- [EXERCISE REQUIREMENTS]
For the entries below, state how many lines contain the word "lifecycle" and add nothing else.

- [EXTRACTED RECORDS]
════════

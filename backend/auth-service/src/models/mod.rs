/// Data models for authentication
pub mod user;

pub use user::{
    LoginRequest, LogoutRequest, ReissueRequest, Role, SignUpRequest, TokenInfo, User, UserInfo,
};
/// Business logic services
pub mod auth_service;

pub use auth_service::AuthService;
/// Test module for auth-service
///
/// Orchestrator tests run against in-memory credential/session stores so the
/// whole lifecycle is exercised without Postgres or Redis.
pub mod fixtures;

════════

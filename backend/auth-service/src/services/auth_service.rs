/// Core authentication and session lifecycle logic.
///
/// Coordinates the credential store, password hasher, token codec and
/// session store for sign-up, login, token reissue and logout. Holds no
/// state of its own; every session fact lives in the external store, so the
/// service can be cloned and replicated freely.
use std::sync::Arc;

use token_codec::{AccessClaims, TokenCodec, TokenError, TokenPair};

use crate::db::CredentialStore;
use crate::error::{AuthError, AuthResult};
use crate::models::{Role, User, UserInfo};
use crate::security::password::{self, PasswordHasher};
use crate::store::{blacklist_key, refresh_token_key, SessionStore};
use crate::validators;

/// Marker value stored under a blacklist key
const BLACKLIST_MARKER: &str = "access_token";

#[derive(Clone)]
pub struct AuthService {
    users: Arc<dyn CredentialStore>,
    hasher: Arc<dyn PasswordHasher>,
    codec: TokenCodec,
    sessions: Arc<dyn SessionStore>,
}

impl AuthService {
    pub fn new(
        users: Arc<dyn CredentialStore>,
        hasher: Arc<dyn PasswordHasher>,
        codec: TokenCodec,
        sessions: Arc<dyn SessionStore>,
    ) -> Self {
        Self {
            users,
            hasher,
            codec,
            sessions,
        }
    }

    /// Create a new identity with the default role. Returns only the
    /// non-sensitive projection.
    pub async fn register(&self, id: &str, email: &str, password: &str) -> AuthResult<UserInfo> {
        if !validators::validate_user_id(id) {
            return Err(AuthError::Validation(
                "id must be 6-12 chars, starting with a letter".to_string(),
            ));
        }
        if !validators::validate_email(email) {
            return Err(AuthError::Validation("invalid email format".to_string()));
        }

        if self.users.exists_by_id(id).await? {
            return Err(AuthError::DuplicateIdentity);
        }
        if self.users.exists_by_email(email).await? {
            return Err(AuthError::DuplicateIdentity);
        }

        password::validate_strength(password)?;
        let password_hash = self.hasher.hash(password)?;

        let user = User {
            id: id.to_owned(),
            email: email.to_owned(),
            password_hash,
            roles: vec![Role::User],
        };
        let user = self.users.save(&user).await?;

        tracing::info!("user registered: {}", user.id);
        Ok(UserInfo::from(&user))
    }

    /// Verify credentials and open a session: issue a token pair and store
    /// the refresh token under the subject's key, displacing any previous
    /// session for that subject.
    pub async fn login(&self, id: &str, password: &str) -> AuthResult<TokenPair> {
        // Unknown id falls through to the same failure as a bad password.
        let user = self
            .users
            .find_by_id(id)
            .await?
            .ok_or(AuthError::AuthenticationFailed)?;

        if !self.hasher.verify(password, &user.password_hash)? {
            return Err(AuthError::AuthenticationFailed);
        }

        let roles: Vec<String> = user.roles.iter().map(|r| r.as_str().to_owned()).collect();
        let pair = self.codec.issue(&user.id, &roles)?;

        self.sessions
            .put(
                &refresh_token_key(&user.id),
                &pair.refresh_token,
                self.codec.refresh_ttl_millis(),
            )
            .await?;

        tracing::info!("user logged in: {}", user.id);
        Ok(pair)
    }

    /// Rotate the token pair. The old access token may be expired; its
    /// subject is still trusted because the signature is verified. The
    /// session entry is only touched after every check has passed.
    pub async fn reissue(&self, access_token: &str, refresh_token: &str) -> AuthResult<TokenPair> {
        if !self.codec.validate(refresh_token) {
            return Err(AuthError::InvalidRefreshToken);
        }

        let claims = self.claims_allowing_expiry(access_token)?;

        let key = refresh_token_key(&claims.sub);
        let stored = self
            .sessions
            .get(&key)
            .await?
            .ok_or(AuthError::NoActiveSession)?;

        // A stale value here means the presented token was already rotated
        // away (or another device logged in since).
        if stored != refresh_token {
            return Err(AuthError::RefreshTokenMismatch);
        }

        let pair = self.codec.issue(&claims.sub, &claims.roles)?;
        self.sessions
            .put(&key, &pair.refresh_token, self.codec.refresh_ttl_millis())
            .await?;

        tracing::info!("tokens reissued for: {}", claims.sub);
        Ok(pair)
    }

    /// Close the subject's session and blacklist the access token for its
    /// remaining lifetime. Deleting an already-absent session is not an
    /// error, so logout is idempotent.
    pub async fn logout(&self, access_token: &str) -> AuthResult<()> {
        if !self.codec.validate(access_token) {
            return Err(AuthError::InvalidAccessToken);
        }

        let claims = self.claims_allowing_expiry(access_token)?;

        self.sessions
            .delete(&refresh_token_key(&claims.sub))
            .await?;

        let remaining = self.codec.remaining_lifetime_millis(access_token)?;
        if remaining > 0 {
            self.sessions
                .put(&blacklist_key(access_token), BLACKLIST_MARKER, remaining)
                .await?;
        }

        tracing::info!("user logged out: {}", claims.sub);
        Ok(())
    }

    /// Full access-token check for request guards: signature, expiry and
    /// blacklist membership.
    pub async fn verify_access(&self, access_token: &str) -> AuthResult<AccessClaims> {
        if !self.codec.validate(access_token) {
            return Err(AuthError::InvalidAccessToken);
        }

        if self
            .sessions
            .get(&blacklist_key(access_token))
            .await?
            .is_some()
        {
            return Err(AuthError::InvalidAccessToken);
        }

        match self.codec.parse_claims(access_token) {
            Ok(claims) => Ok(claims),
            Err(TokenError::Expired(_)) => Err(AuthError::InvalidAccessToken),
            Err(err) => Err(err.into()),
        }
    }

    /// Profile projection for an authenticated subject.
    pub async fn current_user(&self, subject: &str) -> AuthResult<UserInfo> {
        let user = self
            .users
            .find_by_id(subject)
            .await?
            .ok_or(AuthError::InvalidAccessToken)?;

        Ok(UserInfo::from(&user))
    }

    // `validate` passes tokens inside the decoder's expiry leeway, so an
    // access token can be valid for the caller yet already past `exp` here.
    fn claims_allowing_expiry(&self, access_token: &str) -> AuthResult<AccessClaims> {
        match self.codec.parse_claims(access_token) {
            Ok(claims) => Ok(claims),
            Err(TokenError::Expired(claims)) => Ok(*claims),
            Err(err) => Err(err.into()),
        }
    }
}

════════

- [ANSWER FOR THIS EXERCISE]
2